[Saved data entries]
- - -
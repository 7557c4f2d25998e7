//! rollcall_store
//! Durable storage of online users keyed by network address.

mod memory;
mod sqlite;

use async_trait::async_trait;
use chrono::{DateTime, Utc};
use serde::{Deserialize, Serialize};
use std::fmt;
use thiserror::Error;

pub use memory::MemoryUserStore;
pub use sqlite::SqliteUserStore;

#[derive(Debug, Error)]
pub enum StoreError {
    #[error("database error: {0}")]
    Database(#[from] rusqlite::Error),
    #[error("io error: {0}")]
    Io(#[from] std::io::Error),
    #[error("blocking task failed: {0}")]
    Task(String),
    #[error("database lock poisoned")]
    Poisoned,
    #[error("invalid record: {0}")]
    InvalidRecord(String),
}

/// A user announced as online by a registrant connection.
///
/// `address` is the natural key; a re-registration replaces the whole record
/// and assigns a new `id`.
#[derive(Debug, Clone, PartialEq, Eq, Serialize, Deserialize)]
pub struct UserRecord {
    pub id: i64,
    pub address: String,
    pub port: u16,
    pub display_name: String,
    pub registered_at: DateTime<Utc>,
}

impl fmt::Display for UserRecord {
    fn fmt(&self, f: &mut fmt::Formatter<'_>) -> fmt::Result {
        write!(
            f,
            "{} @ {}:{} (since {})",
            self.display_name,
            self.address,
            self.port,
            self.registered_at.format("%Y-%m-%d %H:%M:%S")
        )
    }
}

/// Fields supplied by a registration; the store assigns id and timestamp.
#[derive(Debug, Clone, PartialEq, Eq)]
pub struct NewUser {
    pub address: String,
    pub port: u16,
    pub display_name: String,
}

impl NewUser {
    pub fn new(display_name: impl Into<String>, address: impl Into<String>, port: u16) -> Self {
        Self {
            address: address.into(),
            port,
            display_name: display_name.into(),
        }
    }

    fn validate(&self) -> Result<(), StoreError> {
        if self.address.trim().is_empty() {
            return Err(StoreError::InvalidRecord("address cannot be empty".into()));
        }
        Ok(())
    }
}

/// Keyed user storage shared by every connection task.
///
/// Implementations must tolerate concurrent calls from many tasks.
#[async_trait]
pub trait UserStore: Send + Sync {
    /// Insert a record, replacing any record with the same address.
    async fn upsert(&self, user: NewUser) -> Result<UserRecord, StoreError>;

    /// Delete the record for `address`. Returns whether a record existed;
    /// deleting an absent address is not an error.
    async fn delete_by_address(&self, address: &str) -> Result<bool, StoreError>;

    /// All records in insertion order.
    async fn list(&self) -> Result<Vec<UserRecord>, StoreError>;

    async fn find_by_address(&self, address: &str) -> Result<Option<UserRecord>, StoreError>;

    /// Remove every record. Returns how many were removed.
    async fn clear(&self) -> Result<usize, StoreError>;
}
- - -
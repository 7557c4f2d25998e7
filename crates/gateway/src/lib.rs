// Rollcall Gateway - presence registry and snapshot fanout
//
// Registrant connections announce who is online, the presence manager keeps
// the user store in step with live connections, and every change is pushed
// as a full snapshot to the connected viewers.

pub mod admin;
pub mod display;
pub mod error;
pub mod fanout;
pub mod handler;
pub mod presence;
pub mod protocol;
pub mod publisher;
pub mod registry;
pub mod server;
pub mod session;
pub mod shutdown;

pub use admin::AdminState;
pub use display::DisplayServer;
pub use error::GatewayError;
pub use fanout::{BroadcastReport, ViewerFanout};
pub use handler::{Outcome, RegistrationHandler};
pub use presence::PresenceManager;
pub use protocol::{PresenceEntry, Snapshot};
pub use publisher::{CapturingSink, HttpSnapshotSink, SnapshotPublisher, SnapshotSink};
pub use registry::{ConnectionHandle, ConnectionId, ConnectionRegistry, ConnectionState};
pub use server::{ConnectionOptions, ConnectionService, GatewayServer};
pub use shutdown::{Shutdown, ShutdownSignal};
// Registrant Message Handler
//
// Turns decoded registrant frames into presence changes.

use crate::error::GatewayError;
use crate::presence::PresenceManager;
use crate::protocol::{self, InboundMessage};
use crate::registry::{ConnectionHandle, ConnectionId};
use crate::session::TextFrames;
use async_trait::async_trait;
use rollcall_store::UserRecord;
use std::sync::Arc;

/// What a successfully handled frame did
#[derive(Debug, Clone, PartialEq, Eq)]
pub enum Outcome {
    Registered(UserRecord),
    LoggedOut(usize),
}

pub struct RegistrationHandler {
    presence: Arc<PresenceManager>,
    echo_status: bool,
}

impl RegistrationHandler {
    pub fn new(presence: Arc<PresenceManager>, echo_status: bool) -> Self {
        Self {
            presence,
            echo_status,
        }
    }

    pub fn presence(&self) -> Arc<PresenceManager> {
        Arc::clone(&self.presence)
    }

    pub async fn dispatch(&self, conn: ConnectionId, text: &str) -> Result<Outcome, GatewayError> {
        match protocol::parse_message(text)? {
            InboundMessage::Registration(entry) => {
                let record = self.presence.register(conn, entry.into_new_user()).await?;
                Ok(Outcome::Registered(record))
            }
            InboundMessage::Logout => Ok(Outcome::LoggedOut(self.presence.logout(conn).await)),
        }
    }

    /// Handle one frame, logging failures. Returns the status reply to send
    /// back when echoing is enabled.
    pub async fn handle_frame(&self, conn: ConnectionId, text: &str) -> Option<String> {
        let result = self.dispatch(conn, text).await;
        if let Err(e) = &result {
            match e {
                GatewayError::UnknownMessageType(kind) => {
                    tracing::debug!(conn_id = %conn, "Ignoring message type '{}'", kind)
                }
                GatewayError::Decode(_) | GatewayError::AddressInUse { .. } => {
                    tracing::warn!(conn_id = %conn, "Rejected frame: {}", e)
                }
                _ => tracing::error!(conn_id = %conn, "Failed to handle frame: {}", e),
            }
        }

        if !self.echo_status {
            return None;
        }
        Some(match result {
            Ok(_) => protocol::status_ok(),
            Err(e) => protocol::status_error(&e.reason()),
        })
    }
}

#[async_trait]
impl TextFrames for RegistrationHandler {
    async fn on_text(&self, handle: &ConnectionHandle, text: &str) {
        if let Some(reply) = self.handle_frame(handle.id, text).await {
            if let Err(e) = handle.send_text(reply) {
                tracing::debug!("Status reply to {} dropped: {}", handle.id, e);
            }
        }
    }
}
- - -
Task instructions
A count is all that should be returned: the number of lines in these records containing the string "GatewayError".

Worked solution
5